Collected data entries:

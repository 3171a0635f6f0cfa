use anyhow::Result;
use swipe_stats::config::Settings;
use swipe_stats::domain::config_types::LogFormat;
use swipe_stats::infrastructure::log_messages::{application, configuration};
use swipe_stats::Application;
use tracing::info;
use tracing_subscriber::EnvFilter;

#[tokio::main]
async fn main() -> Result<()> {
    let settings = Settings::new()?;

    // RUST_LOG wins over the configured level
    let filter = EnvFilter::try_from_default_env()
        .unwrap_or_else(|_| EnvFilter::new(settings.logging.level.as_str()));
    let builder = tracing_subscriber::fmt().with_env_filter(filter);
    match settings.logging.format {
        LogFormat::Json => builder.json().init(),
        LogFormat::Pretty => builder.pretty().init(),
        LogFormat::Compact => builder.compact().init(),
    }

    info!(root = %settings.data.root.display(), "{}", configuration::CONFIG_LOADED);
    info!("{}", application::STARTING);

    let mut app = Application::new(settings);
    app.load().await?;
    let report = app.dashboard()?;
    println!("{}", serde_json::to_string_pretty(&report)?);

    Ok(())
}
//! The dating statistics true/false quiz
//!
//! Statements come from a fixed, authored table; nothing here is derived from the live
//! population. A game draws statements with replacement and tallies answers for a fixed
//! number of rounds.

pub mod category;
pub mod game;
pub mod selector;
pub mod statements;

pub use category::StatementCategory;
pub use game::{CategoryTally, GamePhase, GameSnapshot, SwipeDirection, SwipeGame, SwipeOutcome};
pub use selector::{pick, pick_index};
pub use statements::{GameStatement, StatementBank};

use crate::domain::types::Percentage;

/// Share of correct answers, rounded half up; `None` before anything was answered
pub fn accuracy_percent(correct: usize, total: usize) -> Option<Percentage> {
    Percentage::of(correct, total)
}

## Work instructions
Give every record again, exactly as it reads.

## Answer to this exercise
repository 3171a0635f6f0cfa
use anyhow::Result;
use swipe_stats::config::Settings;
use swipe_stats::domain::config_types::LogFormat;
use swipe_stats::infrastructure::log_messages::{application, configuration};
use swipe_stats::Application;
use tracing::info;
use tracing_subscriber::EnvFilter;

#[tokio::main]
async fn main() -> Result<()> {
    let settings = Settings::new()?;

    // RUST_LOG wins over the configured level
    let filter = EnvFilter::try_from_default_env()
        .unwrap_or_else(|_| EnvFilter::new(settings.logging.level.as_str()));
    let builder = tracing_subscriber::fmt().with_env_filter(filter);
    match settings.logging.format {
        LogFormat::Json => builder.json().init(),
        LogFormat::Pretty => builder.pretty().init(),
        LogFormat::Compact => builder.compact().init(),
    }

    info!(root = %settings.data.root.display(), "{}", configuration::CONFIG_LOADED);
    info!("{}", application::STARTING);

    let mut app = Application::new(settings);
    app.load().await?;
    let report = app.dashboard()?;
    println!("{}", serde_json::to_string_pretty(&report)?);

    Ok(())
}
//! The dating statistics true/false quiz
//!
//! Statements come from a fixed, authored table; nothing here is derived from the live
//! population. A game draws statements with replacement and tallies answers for a fixed
//! number of rounds.

pub mod category;
pub mod game;
pub mod selector;
pub mod statements;

pub use category::StatementCategory;
pub use game::{CategoryTally, GamePhase, GameSnapshot, SwipeDirection, SwipeGame, SwipeOutcome};
pub use selector::{pick, pick_index};
pub use statements::{GameStatement, StatementBank};

use crate::domain::types::Percentage;

/// Share of correct answers, rounded half up; `None` before anything was answered
pub fn accuracy_percent(correct: usize, total: usize) -> Option<Percentage> {
    Percentage::of(correct, total)
}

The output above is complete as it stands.